== About this exercise ==
The response must contain every record, repeated exactly.

== Supplied information ==
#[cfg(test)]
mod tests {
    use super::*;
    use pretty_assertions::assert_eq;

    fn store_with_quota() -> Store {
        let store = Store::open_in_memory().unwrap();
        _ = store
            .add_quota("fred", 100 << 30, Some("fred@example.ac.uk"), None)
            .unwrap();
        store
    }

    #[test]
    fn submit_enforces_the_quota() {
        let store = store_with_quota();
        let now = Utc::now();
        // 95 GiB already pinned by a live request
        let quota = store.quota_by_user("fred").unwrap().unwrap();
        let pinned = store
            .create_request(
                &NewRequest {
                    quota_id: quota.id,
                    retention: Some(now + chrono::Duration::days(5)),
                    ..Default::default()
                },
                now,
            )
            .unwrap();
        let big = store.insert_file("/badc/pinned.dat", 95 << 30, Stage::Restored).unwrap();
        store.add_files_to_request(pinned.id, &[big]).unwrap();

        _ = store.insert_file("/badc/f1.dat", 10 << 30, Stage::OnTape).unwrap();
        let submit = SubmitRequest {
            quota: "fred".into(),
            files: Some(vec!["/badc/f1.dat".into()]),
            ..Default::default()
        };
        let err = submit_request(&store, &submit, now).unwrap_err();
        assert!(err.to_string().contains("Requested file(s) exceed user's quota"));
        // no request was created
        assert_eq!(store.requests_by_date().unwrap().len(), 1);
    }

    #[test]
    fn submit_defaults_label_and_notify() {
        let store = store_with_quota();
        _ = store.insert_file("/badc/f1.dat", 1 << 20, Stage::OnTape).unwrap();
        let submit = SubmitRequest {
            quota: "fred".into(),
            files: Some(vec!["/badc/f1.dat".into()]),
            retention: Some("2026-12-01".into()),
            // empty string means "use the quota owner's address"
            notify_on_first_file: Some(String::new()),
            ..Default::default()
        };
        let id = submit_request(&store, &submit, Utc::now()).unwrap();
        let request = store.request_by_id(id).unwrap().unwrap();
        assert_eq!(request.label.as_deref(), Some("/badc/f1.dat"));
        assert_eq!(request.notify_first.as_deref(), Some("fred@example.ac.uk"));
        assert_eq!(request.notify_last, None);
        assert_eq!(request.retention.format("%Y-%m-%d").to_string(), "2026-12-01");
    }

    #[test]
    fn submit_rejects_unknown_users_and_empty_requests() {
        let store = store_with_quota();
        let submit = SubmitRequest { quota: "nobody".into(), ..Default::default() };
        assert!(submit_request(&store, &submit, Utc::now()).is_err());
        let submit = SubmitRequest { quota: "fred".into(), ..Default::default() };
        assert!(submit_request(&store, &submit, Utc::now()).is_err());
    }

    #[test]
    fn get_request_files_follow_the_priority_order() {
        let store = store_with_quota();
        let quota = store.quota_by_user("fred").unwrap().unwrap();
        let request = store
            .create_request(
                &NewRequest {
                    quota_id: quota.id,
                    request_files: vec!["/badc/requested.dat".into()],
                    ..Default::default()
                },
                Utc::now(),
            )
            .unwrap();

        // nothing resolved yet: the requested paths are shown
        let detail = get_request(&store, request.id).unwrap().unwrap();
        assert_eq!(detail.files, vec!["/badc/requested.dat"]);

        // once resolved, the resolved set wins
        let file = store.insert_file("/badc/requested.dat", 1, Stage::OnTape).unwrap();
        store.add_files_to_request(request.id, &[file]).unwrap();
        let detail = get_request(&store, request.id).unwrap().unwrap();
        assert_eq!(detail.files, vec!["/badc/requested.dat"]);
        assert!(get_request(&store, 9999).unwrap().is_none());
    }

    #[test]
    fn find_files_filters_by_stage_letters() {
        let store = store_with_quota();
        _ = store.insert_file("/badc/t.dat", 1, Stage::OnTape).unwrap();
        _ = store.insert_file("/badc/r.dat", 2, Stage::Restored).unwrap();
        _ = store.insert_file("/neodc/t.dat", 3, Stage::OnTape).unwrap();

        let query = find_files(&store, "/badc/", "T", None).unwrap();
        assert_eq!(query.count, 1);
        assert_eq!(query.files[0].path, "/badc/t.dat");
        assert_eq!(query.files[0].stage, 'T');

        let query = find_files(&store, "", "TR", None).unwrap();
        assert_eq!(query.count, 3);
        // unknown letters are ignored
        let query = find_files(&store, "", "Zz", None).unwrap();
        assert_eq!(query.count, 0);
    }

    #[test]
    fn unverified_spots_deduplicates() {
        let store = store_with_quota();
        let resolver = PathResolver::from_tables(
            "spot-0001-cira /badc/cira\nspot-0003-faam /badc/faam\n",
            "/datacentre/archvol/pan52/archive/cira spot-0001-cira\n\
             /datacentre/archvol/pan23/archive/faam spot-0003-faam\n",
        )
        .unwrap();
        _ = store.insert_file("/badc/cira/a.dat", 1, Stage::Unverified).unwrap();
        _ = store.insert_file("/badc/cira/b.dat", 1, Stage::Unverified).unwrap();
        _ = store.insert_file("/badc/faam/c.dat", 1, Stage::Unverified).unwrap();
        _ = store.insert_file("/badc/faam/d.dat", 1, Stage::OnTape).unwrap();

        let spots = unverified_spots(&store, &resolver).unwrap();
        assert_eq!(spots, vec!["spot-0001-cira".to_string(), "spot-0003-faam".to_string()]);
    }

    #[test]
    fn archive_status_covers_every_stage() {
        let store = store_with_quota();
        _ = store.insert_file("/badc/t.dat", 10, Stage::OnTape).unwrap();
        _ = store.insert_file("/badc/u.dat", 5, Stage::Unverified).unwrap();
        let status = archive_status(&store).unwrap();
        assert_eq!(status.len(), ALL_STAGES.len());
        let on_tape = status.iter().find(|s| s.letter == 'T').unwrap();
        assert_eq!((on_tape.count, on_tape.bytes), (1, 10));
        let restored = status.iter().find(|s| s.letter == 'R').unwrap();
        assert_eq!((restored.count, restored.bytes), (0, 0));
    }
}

== The answer ==
#[cfg(test)]
mod tests {
    use super::*;
    use pretty_assertions::assert_eq;

    fn store_with_quota() -> Store {
        let store = Store::open_in_memory().unwrap();
        _ = store
            .add_quota("fred", 100 << 30, Some("fred@example.ac.uk"), None)
            .unwrap();
        store
    }

    #[test]
    fn submit_enforces_the_quota() {
        let store = store_with_quota();
        let now = Utc::now();
        // 95 GiB already pinned by a live request
        let quota = store.quota_by_user("fred").unwrap().unwrap();
        let pinned = store
            .create_request(
                &NewRequest {
                    quota_id: quota.id,
                    retention: Some(now + chrono::Duration::days(5)),
                    ..Default::default()
                },
                now,
            )
            .unwrap();
        let big = store.insert_file("/badc/pinned.dat", 95 << 30, Stage::Restored).unwrap();
        store.add_files_to_request(pinned.id, &[big]).unwrap();

        _ = store.insert_file("/badc/f1.dat", 10 << 30, Stage::OnTape).unwrap();
        let submit = SubmitRequest {
            quota: "fred".into(),
            files: Some(vec!["/badc/f1.dat".into()]),
            ..Default::default()
        };
        let err = submit_request(&store, &submit, now).unwrap_err();
        assert!(err.to_string().contains("Requested file(s) exceed user's quota"));
        // no request was created
        assert_eq!(store.requests_by_date().unwrap().len(), 1);
    }

    #[test]
    fn submit_defaults_label_and_notify() {
        let store = store_with_quota();
        _ = store.insert_file("/badc/f1.dat", 1 << 20, Stage::OnTape).unwrap();
        let submit = SubmitRequest {
            quota: "fred".into(),
            files: Some(vec!["/badc/f1.dat".into()]),
            retention: Some("2026-12-01".into()),
            // empty string means "use the quota owner's address"
            notify_on_first_file: Some(String::new()),
            ..Default::default()
        };
        let id = submit_request(&store, &submit, Utc::now()).unwrap();
        let request = store.request_by_id(id).unwrap().unwrap();
        assert_eq!(request.label.as_deref(), Some("/badc/f1.dat"));
        assert_eq!(request.notify_first.as_deref(), Some("fred@example.ac.uk"));
        assert_eq!(request.notify_last, None);
        assert_eq!(request.retention.format("%Y-%m-%d").to_string(), "2026-12-01");
    }

    #[test]
    fn submit_rejects_unknown_users_and_empty_requests() {
        let store = store_with_quota();
        let submit = SubmitRequest { quota: "nobody".into(), ..Default::default() };
        assert!(submit_request(&store, &submit, Utc::now()).is_err());
        let submit = SubmitRequest { quota: "fred".into(), ..Default::default() };
        assert!(submit_request(&store, &submit, Utc::now()).is_err());
    }

    #[test]
    fn get_request_files_follow_the_priority_order() {
        let store = store_with_quota();
        let quota = store.quota_by_user("fred").unwrap().unwrap();
        let request = store
            .create_request(
                &NewRequest {
                    quota_id: quota.id,
                    request_files: vec!["/badc/requested.dat".into()],
                    ..Default::default()
                },
                Utc::now(),
            )
            .unwrap();

        // nothing resolved yet: the requested paths are shown
        let detail = get_request(&store, request.id).unwrap().unwrap();
        assert_eq!(detail.files, vec!["/badc/requested.dat"]);

        // once resolved, the resolved set wins
        let file = store.insert_file("/badc/requested.dat", 1, Stage::OnTape).unwrap();
        store.add_files_to_request(request.id, &[file]).unwrap();
        let detail = get_request(&store, request.id).unwrap().unwrap();
        assert_eq!(detail.files, vec!["/badc/requested.dat"]);
        assert!(get_request(&store, 9999).unwrap().is_none());
    }

    #[test]
    fn find_files_filters_by_stage_letters() {
        let store = store_with_quota();
        _ = store.insert_file("/badc/t.dat", 1, Stage::OnTape).unwrap();
        _ = store.insert_file("/badc/r.dat", 2, Stage::Restored).unwrap();
        _ = store.insert_file("/neodc/t.dat", 3, Stage::OnTape).unwrap();

        let query = find_files(&store, "/badc/", "T", None).unwrap();
        assert_eq!(query.count, 1);
        assert_eq!(query.files[0].path, "/badc/t.dat");
        assert_eq!(query.files[0].stage, 'T');

        let query = find_files(&store, "", "TR", None).unwrap();
        assert_eq!(query.count, 3);
        // unknown letters are ignored
        let query = find_files(&store, "", "Zz", None).unwrap();
        assert_eq!(query.count, 0);
    }

    #[test]
    fn unverified_spots_deduplicates() {
        let store = store_with_quota();
        let resolver = PathResolver::from_tables(
            "spot-0001-cira /badc/cira\nspot-0003-faam /badc/faam\n",
            "/datacentre/archvol/pan52/archive/cira spot-0001-cira\n\
             /datacentre/archvol/pan23/archive/faam spot-0003-faam\n",
        )
        .unwrap();
        _ = store.insert_file("/badc/cira/a.dat", 1, Stage::Unverified).unwrap();
        _ = store.insert_file("/badc/cira/b.dat", 1, Stage::Unverified).unwrap();
        _ = store.insert_file("/badc/faam/c.dat", 1, Stage::Unverified).unwrap();
        _ = store.insert_file("/badc/faam/d.dat", 1, Stage::OnTape).unwrap();

        let spots = unverified_spots(&store, &resolver).unwrap();
        assert_eq!(spots, vec!["spot-0001-cira".to_string(), "spot-0003-faam".to_string()]);
    }

    #[test]
    fn archive_status_covers_every_stage() {
        let store = store_with_quota();
        _ = store.insert_file("/badc/t.dat", 10, Stage::OnTape).unwrap();
        _ = store.insert_file("/badc/u.dat", 5, Stage::Unverified).unwrap();
        let status = archive_status(&store).unwrap();
        assert_eq!(status.len(), ALL_STAGES.len());
        let on_tape = status.iter().find(|s| s.letter == 'T').unwrap();
        assert_eq!((on_tape.count, on_tape.bytes), (1, 10));
        let restored = status.iter().find(|s| s.letter == 'R').unwrap();
        assert_eq!((restored.count, restored.bytes), (0, 0));
    }
}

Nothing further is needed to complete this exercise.